══ EXCERPTED DATA
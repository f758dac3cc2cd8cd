mod adoration_cmds;
mod config;
mod event_cmds;
mod job_cmds;
mod my_plan_cmd;
mod plan_cmds;
mod resolve;
mod ride_cmds;
mod serve_cmd;

use clap::{CommandFactory, Parser, Subcommand};

use summerjob_db::pool;

use config::SummerJobConfig;

#[derive(Parser)]
#[command(name = "summerjob", about = "Day planning for summer job volunteers")]
struct Cli {
    /// Database URL (overrides SUMMERJOB_DATABASE_URL env var)
    #[arg(long, global = true)]
    database_url: Option<String>,

    #[command(subcommand)]
    command: Commands,
}

#[derive(Subcommand)]
pub enum Commands {
    /// Write a summerjob config file (no database required)
    Init {
        /// PostgreSQL connection URL
        #[arg(long, default_value = "postgresql://localhost:5432/summerjob")]
        db_url: String,
        /// Overwrite existing config file
        #[arg(long)]
        force: bool,
    },
    /// Create the database if needed and apply migrations
    DbInit,
    /// Event management
    Event {
        #[command(subcommand)]
        command: EventCommands,
    },
    /// Day plans of the active event
    Plan {
        #[command(subcommand)]
        command: PlanCommands,
    },
    /// Active jobs and their workers
    Job {
        #[command(subcommand)]
        command: JobCommands,
    },
    /// Rides to and from jobs
    Ride {
        #[command(subcommand)]
        command: RideCommands,
    },
    /// Adoration slots of the active event
    Adoration {
        #[command(subcommand)]
        command: AdorationCommands,
    },
    /// Show a worker's day: job, ride and adoration neighbors
    MyPlan {
        /// Worker ID
        worker_id: String,
        /// Day to show (YYYY-MM-DD); omit to show every plan of the event
        #[arg(long)]
        day: Option<String>,
        /// Print JSON instead of text
        #[arg(long)]
        json: bool,
    },
    /// Serve the JSON API
    Serve {
        /// Address to bind
        #[arg(long, default_value = "127.0.0.1")]
        bind: String,
        /// Port to listen on
        #[arg(long, default_value_t = 3000)]
        port: u16,
    },
    /// Print shell completions
    Completions {
        /// Target shell
        shell: clap_complete::Shell,
    },
}

#[derive(Subcommand)]
pub enum EventCommands {
    /// Create an (inactive) event
    Create {
        /// Event name
        name: String,
        /// First day (YYYY-MM-DD)
        #[arg(long)]
        start: String,
        /// Last day (YYYY-MM-DD)
        #[arg(long)]
        end: String,
    },
    /// List events
    List,
    /// Make an event the active one
    Activate {
        /// Event ID
        event_id: String,
    },
}

#[derive(Subcommand)]
pub enum PlanCommands {
    /// Create the plan for a day of the active event
    Create {
        /// Day (YYYY-MM-DD)
        day: String,
    },
    /// List plans of the active event
    List,
    /// Show a plan with its jobs and rides
    Show {
        /// Plan ID
        plan_id: String,
        /// Print JSON instead of text
        #[arg(long)]
        json: bool,
    },
    /// Publish a plan to workers
    Publish {
        /// Plan ID
        plan_id: String,
        /// Withdraw publication instead
        #[arg(long)]
        unpublish: bool,
    },
    /// Delete a plan with all its jobs and rides
    Delete {
        /// Plan ID
        plan_id: String,
    },
    /// Check a plan's assignment invariants
    Check {
        /// Plan ID
        plan_id: String,
    },
    /// Apply a planner's JSON batch of staffed jobs to a plan
    Apply {
        /// Plan ID
        plan_id: String,
        /// Path to the JSON file
        file: String,
    },
}

#[derive(Subcommand)]
pub enum JobCommands {
    /// Schedule proposed jobs into a plan
    Add {
        /// Plan ID
        plan_id: String,
        /// Proposed job IDs (repeat or comma-separate)
        #[arg(required = true)]
        proposed_job_ids: Vec<String>,
        /// Public description (single job only)
        #[arg(long)]
        public: Option<String>,
        /// Private description (single job only)
        #[arg(long)]
        private: Option<String>,
    },
    /// Replace the workers of a job
    Workers {
        /// Active job ID
        job_id: String,
        /// Worker IDs (repeat or comma-separate; none empties the job)
        worker_ids: Vec<String>,
    },
    /// Remove one worker from a job
    Remove {
        /// Active job ID
        job_id: String,
        /// Worker ID
        worker_id: String,
    },
    /// Set or clear the responsible worker of a job
    Responsible {
        /// Active job ID
        job_id: String,
        /// Worker ID; omit to clear
        worker_id: Option<String>,
    },
    /// Delete an active job
    Delete {
        /// Active job ID
        job_id: String,
    },
}

#[derive(Subcommand)]
pub enum RideCommands {
    /// Create a ride under a job
    Create {
        /// Active job ID
        job_id: String,
        /// Driver worker ID
        #[arg(long)]
        driver: String,
        /// Car ID
        #[arg(long)]
        car: String,
        /// Passenger worker IDs (comma-separated)
        #[arg(long, value_delimiter = ',')]
        passengers: Vec<String>,
    },
    /// Replace the passengers of a ride
    Passengers {
        /// Ride ID
        ride_id: String,
        /// Passenger worker IDs (repeat or comma-separate)
        worker_ids: Vec<String>,
    },
    /// Delete a ride
    Delete {
        /// Ride ID
        ride_id: String,
    },
    /// List workers of a plan who have no ride
    Stranded {
        /// Plan ID
        plan_id: String,
    },
}

#[derive(Subcommand)]
pub enum AdorationCommands {
    /// Generate slots over a date range for the active event
    Create {
        /// First day (YYYY-MM-DD)
        #[arg(long)]
        from: String,
        /// Last day (YYYY-MM-DD)
        #[arg(long)]
        to: String,
        /// Start of the first slot of each day (HH:MM)
        #[arg(long)]
        start: String,
        /// No slot ends after this time (HH:MM)
        #[arg(long)]
        end: String,
        /// Slot length in minutes
        #[arg(long, default_value_t = 60)]
        length: i32,
        /// Location
        #[arg(long)]
        location: String,
        /// Workers per slot
        #[arg(long, default_value_t = 1)]
        capacity: i32,
    },
    /// List the slots of a day
    List {
        /// Day (YYYY-MM-DD)
        day: String,
        /// Show the day as this worker sees it
        #[arg(long)]
        worker: Option<String>,
    },
    /// Sign a worker up for a slot
    Signup {
        /// Slot ID
        slot_id: String,
        /// Worker ID
        worker_id: String,
    },
    /// Cancel a worker's sign-up
    Cancel {
        /// Slot ID
        slot_id: String,
        /// Worker ID
        worker_id: String,
    },
    /// Edit a slot within its own day
    Edit {
        /// Slot ID
        slot_id: String,
        /// New start (HH:MM)
        #[arg(long)]
        start: String,
        /// New length in minutes
        #[arg(long)]
        length: i32,
        /// New capacity
        #[arg(long)]
        capacity: i32,
        /// New location
        #[arg(long)]
        location: String,
    },
    /// Delete slots
    Delete {
        /// Slot IDs (repeat or comma-separate)
        #[arg(required = true)]
        slot_ids: Vec<String>,
    },
    /// Move slots to another location
    Relocate {
        /// New location
        location: String,
        /// Slot IDs (repeat or comma-separate)
        #[arg(required = true)]
        slot_ids: Vec<String>,
    },
}

/// Execute the `summerjob init` command: write config file.
fn cmd_init(db_url: &str, force: bool) -> anyhow::Result<()> {
    let path = config::config_path();

    if path.exists() && !force {
        anyhow::bail!(
            "config file already exists at {}\nUse --force to overwrite.",
            path.display()
        );
    }

    let cfg = config::ConfigFile {
        database: config::DatabaseSection {
            url: db_url.to_string(),
        },
        adoration: config::AdorationSection::default(),
    };

    config::save_config(&cfg)?;

    println!("Config written to {}", path.display());
    println!("  database.url = {db_url}");
    println!(
        "  adoration.neighbor_window_minutes = {}",
        cfg.adoration.neighbor_window_minutes
    );
    println!();
    println!("Next: run `summerjob db-init` to create and migrate the database.");

    Ok(())
}

/// Execute the `summerjob db-init` command: create database and run migrations.
async fn cmd_db_init(cli_db_url: Option<&str>) -> anyhow::Result<()> {
    let resolved = SummerJobConfig::resolve(cli_db_url)?;

    println!("Initializing summerjob database...");

    pool::ensure_database_exists(&resolved.db_config).await?;
    let db_pool = pool::create_pool(&resolved.db_config).await?;
    pool::run_migrations(&db_pool).await?;

    let counts = pool::table_counts(&db_pool).await?;
    println!("Database ready. Tables:");
    for (table, count) in &counts {
        println!("  {table}: {count} rows");
    }

    db_pool.close().await;

    println!("summerjob db-init complete.");
    Ok(())
}

async fn run(cli: Cli) -> anyhow::Result<()> {
    let command = match cli.command {
        Commands::Init { db_url, force } => return cmd_init(&db_url, force),
        Commands::DbInit => return cmd_db_init(cli.database_url.as_deref()).await,
        Commands::Completions { shell } => {
            clap_complete::generate(
                shell,
                &mut Cli::command(),
                "summerjob",
                &mut std::io::stdout(),
            );
            return Ok(());
        }
        other => other,
    };

    let resolved = SummerJobConfig::resolve(cli.database_url.as_deref())?;
    let db_pool = pool::create_pool(&resolved.db_config).await?;

    let result = match command {
        Commands::Event { command } => event_cmds::run_event_command(command, &db_pool).await,
        Commands::Plan { command } => plan_cmds::run_plan_command(command, &db_pool).await,
        Commands::Job { command } => job_cmds::run_job_command(command, &db_pool).await,
        Commands::Ride { command } => ride_cmds::run_ride_command(command, &db_pool).await,
        Commands::Adoration { command } => {
            adoration_cmds::run_adoration_command(command, &db_pool, &resolved.adjacency).await
        }
        Commands::MyPlan {
            worker_id,
            day,
            json,
        } => {
            my_plan_cmd::run_my_plan(
                &db_pool,
                &worker_id,
                day.as_deref(),
                json,
                &resolved.adjacency,
            )
            .await
        }
        Commands::Serve { bind, port } => {
            serve_cmd::run_serve(db_pool.clone(), resolved.adjacency, &bind, port).await
        }
        Commands::Init { .. } | Commands::DbInit | Commands::Completions { .. } => Ok(()),
    };

    db_pool.close().await;
    result
}

#[tokio::main]
async fn main() {
    tracing_subscriber::fmt()
        .with_env_filter(
            tracing_subscriber::EnvFilter::try_from_default_env()
                .unwrap_or_else(|_| tracing_subscriber::EnvFilter::new("info")),
        )
        .with_writer(std::io::stderr)
        .init();

    let cli = Cli::parse();

    if let Err(e) = run(cli).await {
        eprintln!("{e:#}");
        std::process::exit(1);
    }
}

#[cfg(test)]
mod test_util {
    use std::sync::{Mutex, MutexGuard};

    static ENV_LOCK: Mutex<()> = Mutex::new(());

    /// Serialize tests that touch process environment variables.
    pub fn lock_env() -> MutexGuard<'static, ()> {
        ENV_LOCK.lock().unwrap_or_else(|e| e.into_inner())
    }
}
════
- _DESCRIPTION OF THE TASK_
For the records above, tally the lines holding the word "name". Answer with the number only.

- _TASK SOLUTION_
3